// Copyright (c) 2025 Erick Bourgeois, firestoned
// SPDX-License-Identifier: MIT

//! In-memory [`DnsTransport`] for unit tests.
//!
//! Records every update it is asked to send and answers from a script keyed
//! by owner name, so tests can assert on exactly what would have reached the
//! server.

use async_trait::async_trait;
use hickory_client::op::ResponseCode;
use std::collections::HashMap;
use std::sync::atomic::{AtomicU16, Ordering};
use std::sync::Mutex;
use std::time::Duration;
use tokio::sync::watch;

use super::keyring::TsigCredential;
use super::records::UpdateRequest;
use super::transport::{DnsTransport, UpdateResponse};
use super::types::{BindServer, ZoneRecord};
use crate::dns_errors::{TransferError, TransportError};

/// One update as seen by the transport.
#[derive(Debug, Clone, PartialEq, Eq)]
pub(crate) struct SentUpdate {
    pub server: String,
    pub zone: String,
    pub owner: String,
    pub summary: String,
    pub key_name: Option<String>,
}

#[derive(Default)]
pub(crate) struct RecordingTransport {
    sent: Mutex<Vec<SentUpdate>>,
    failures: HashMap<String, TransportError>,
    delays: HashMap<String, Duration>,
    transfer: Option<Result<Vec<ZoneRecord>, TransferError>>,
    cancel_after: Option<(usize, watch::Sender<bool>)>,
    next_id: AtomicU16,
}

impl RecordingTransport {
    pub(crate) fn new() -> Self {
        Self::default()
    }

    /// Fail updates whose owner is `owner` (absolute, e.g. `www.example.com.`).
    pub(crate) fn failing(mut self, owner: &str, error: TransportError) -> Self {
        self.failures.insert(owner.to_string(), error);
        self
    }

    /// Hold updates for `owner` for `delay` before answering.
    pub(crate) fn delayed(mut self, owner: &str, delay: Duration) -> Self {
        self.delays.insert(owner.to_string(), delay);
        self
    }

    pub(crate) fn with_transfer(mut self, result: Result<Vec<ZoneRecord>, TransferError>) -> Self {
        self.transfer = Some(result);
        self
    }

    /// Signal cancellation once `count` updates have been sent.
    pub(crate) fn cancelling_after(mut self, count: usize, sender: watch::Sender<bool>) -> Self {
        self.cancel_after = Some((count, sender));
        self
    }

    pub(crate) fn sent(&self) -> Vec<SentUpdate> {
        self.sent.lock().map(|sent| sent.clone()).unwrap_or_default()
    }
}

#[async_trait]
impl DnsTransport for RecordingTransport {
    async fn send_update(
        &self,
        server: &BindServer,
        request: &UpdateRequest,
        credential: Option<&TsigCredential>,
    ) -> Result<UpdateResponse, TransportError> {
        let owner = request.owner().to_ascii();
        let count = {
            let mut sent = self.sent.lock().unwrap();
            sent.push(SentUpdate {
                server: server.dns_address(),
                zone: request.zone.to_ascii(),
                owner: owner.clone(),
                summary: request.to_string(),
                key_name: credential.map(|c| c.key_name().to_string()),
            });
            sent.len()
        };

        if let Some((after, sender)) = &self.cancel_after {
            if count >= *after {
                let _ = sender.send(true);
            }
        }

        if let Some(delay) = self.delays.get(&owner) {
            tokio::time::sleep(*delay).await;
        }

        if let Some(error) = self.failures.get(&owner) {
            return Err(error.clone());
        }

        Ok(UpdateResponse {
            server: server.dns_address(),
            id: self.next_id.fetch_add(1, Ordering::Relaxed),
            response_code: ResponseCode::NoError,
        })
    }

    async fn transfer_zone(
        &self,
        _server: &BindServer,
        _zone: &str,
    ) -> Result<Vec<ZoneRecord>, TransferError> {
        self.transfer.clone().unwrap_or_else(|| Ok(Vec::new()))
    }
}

◇ ◇ ◇ ◇ ◇ ◇ ◇

- _ASSIGNMENT_: Reproduce the listing word for word from its first line up to and including the line with "a script keyed". Give no other lines.

- _SOLUTION_:
// Copyright (c) 2025 Erick Bourgeois, firestoned
// SPDX-License-Identifier: MIT

//! In-memory [`DnsTransport`] for unit tests.
//!
//! Records every update it is asked to send and answers from a script keyed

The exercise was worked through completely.